=== Data ===
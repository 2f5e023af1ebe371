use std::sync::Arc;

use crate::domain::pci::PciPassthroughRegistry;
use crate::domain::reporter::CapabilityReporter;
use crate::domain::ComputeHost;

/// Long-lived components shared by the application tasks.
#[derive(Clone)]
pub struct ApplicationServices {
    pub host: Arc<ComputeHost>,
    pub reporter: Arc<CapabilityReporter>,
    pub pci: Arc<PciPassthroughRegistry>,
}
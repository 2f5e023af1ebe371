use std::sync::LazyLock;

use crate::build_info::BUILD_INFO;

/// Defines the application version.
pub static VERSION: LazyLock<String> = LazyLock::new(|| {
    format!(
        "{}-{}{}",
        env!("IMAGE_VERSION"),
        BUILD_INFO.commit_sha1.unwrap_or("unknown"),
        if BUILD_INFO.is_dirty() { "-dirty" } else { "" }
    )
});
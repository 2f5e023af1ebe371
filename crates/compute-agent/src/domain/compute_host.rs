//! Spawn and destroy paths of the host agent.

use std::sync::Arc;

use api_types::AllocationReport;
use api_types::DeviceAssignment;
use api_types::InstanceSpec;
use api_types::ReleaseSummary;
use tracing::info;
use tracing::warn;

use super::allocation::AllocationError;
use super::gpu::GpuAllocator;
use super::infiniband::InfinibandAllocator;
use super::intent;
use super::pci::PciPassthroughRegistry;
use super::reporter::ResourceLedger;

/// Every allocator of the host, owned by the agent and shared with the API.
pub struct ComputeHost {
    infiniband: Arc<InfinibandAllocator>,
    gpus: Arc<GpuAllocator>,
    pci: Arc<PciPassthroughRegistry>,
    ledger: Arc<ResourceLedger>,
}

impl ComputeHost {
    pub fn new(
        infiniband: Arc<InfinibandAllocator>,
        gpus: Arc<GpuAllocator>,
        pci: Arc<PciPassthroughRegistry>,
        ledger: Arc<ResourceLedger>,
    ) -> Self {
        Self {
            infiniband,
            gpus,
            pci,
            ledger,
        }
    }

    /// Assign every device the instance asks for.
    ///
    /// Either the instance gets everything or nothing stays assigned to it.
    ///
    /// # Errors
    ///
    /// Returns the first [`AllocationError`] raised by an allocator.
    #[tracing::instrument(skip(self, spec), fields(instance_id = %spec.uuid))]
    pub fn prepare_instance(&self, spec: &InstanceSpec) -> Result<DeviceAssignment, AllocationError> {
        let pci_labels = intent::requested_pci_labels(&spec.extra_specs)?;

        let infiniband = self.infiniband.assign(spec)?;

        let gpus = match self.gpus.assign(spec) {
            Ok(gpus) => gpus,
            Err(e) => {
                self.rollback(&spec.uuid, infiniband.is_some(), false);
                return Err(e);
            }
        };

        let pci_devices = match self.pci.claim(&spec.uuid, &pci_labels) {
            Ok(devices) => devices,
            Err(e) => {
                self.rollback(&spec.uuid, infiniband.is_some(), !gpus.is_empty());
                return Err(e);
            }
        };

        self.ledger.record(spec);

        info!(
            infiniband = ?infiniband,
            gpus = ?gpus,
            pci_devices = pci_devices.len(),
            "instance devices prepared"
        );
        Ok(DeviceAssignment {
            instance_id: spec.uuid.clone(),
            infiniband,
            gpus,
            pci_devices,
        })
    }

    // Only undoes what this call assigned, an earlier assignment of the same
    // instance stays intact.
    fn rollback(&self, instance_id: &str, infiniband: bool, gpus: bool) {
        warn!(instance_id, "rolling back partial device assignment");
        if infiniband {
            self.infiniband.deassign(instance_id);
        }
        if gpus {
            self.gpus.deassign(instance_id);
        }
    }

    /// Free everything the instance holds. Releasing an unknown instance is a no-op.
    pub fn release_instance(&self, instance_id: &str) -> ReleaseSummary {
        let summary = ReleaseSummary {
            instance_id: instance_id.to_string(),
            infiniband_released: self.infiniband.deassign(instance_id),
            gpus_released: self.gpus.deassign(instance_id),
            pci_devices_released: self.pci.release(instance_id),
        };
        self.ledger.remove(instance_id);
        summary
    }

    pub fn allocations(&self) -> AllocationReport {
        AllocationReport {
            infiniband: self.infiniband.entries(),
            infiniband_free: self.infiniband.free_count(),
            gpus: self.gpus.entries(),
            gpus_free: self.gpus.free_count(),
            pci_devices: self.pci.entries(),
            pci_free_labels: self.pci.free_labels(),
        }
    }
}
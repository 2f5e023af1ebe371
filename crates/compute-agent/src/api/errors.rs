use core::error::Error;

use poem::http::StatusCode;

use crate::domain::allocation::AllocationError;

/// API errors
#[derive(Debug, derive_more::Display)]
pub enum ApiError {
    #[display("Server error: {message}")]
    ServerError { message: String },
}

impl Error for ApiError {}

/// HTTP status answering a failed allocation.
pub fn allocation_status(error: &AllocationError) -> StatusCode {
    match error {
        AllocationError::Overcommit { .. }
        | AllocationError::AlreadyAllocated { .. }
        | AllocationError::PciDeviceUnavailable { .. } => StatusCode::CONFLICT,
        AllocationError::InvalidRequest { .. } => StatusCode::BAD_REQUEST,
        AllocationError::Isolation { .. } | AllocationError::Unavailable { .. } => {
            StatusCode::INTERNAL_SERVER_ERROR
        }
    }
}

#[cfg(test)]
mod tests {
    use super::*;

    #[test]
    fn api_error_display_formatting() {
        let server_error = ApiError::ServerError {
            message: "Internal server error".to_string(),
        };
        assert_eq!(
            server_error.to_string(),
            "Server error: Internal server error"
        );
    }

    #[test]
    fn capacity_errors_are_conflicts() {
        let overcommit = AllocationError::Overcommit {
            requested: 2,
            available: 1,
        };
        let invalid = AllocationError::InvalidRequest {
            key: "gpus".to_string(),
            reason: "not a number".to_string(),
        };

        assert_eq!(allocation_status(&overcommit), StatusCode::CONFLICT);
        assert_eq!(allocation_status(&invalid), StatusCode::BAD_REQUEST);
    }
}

=== What this task involves ===
Write the data out in full, matching every line exactly.

=== Solution to the problem ===
repository 2f5e023af1ebe371
use std::sync::Arc;

use crate::domain::pci::PciPassthroughRegistry;
use crate::domain::reporter::CapabilityReporter;
use crate::domain::ComputeHost;

/// Long-lived components shared by the application tasks.
#[derive(Clone)]
pub struct ApplicationServices {
    pub host: Arc<ComputeHost>,
    pub reporter: Arc<CapabilityReporter>,
    pub pci: Arc<PciPassthroughRegistry>,
}
repository 2f5e023af1ebe371
use std::sync::LazyLock;

use crate::build_info::BUILD_INFO;

/// Defines the application version.
pub static VERSION: LazyLock<String> = LazyLock::new(|| {
    format!(
        "{}-{}{}",
        env!("IMAGE_VERSION"),
        BUILD_INFO.commit_sha1.unwrap_or("unknown"),
        if BUILD_INFO.is_dirty() { "-dirty" } else { "" }
    )
});
repository 2f5e023af1ebe371
filename crates/compute-agent/src/domain/compute_host.rs
//! Spawn and destroy paths of the host agent.

use std::sync::Arc;

use api_types::AllocationReport;
use api_types::DeviceAssignment;
use api_types::InstanceSpec;
use api_types::ReleaseSummary;
use tracing::info;
use tracing::warn;

use super::allocation::AllocationError;
use super::gpu::GpuAllocator;
use super::infiniband::InfinibandAllocator;
use super::intent;
use super::pci::PciPassthroughRegistry;
use super::reporter::ResourceLedger;

/// Every allocator of the host, owned by the agent and shared with the API.
pub struct ComputeHost {
    infiniband: Arc<InfinibandAllocator>,
    gpus: Arc<GpuAllocator>,
    pci: Arc<PciPassthroughRegistry>,
    ledger: Arc<ResourceLedger>,
}

impl ComputeHost {
    pub fn new(
        infiniband: Arc<InfinibandAllocator>,
        gpus: Arc<GpuAllocator>,
        pci: Arc<PciPassthroughRegistry>,
        ledger: Arc<ResourceLedger>,
    ) -> Self {
        Self {
            infiniband,
            gpus,
            pci,
            ledger,
        }
    }

    /// Assign every device the instance asks for.
    ///
    /// Either the instance gets everything or nothing stays assigned to it.
    ///
    /// # Errors
    ///
    /// Returns the first [`AllocationError`] raised by an allocator.
    #[tracing::instrument(skip(self, spec), fields(instance_id = %spec.uuid))]
    pub fn prepare_instance(&self, spec: &InstanceSpec) -> Result<DeviceAssignment, AllocationError> {
        let pci_labels = intent::requested_pci_labels(&spec.extra_specs)?;

        let infiniband = self.infiniband.assign(spec)?;

        let gpus = match self.gpus.assign(spec) {
            Ok(gpus) => gpus,
            Err(e) => {
                self.rollback(&spec.uuid, infiniband.is_some(), false);
                return Err(e);
            }
        };

        let pci_devices = match self.pci.claim(&spec.uuid, &pci_labels) {
            Ok(devices) => devices,
            Err(e) => {
                self.rollback(&spec.uuid, infiniband.is_some(), !gpus.is_empty());
                return Err(e);
            }
        };

        self.ledger.record(spec);

        info!(
            infiniband = ?infiniband,
            gpus = ?gpus,
            pci_devices = pci_devices.len(),
            "instance devices prepared"
        );
        Ok(DeviceAssignment {
            instance_id: spec.uuid.clone(),
            infiniband,
            gpus,
            pci_devices,
        })
    }

    // Only undoes what this call assigned, an earlier assignment of the same
    // instance stays intact.
    fn rollback(&self, instance_id: &str, infiniband: bool, gpus: bool) {
        warn!(instance_id, "rolling back partial device assignment");
        if infiniband {
            self.infiniband.deassign(instance_id);
        }
        if gpus {
            self.gpus.deassign(instance_id);
        }
    }

    /// Free everything the instance holds. Releasing an unknown instance is a no-op.
    pub fn release_instance(&self, instance_id: &str) -> ReleaseSummary {
        let summary = ReleaseSummary {
            instance_id: instance_id.to_string(),
            infiniband_released: self.infiniband.deassign(instance_id),
            gpus_released: self.gpus.deassign(instance_id),
            pci_devices_released: self.pci.release(instance_id),
        };
        self.ledger.remove(instance_id);
        summary
    }

    pub fn allocations(&self) -> AllocationReport {
        AllocationReport {
            infiniband: self.infiniband.entries(),
            infiniband_free: self.infiniband.free_count(),
            gpus: self.gpus.entries(),
            gpus_free: self.gpus.free_count(),
            pci_devices: self.pci.entries(),
            pci_free_labels: self.pci.free_labels(),
        }
    }
}
repository 2f5e023af1ebe371
filename crates/compute-agent/src/api/errors.rs
use core::error::Error;

use poem::http::StatusCode;

use crate::domain::allocation::AllocationError;

/// API errors
#[derive(Debug, derive_more::Display)]
pub enum ApiError {
    #[display("Server error: {message}")]
    ServerError { message: String },
}

impl Error for ApiError {}

/// HTTP status answering a failed allocation.
pub fn allocation_status(error: &AllocationError) -> StatusCode {
    match error {
        AllocationError::Overcommit { .. }
        | AllocationError::AlreadyAllocated { .. }
        | AllocationError::PciDeviceUnavailable { .. } => StatusCode::CONFLICT,
        AllocationError::InvalidRequest { .. } => StatusCode::BAD_REQUEST,
        AllocationError::Isolation { .. } | AllocationError::Unavailable { .. } => {
            StatusCode::INTERNAL_SERVER_ERROR
        }
    }
}

#[cfg(test)]
mod tests {
    use super::*;

    #[test]
    fn api_error_display_formatting() {
        let server_error = ApiError::ServerError {
            message: "Internal server error".to_string(),
        };
        assert_eq!(
            server_error.to_string(),
            "Server error: Internal server error"
        );
    }

    #[test]
    fn capacity_errors_are_conflicts() {
        let overcommit = AllocationError::Overcommit {
            requested: 2,
            available: 1,
        };
        let invalid = AllocationError::InvalidRequest {
            key: "gpus".to_string(),
            reason: "not a number".to_string(),
        };

        assert_eq!(allocation_status(&overcommit), StatusCode::CONFLICT);
        assert_eq!(allocation_status(&invalid), StatusCode::BAD_REQUEST);
    }
}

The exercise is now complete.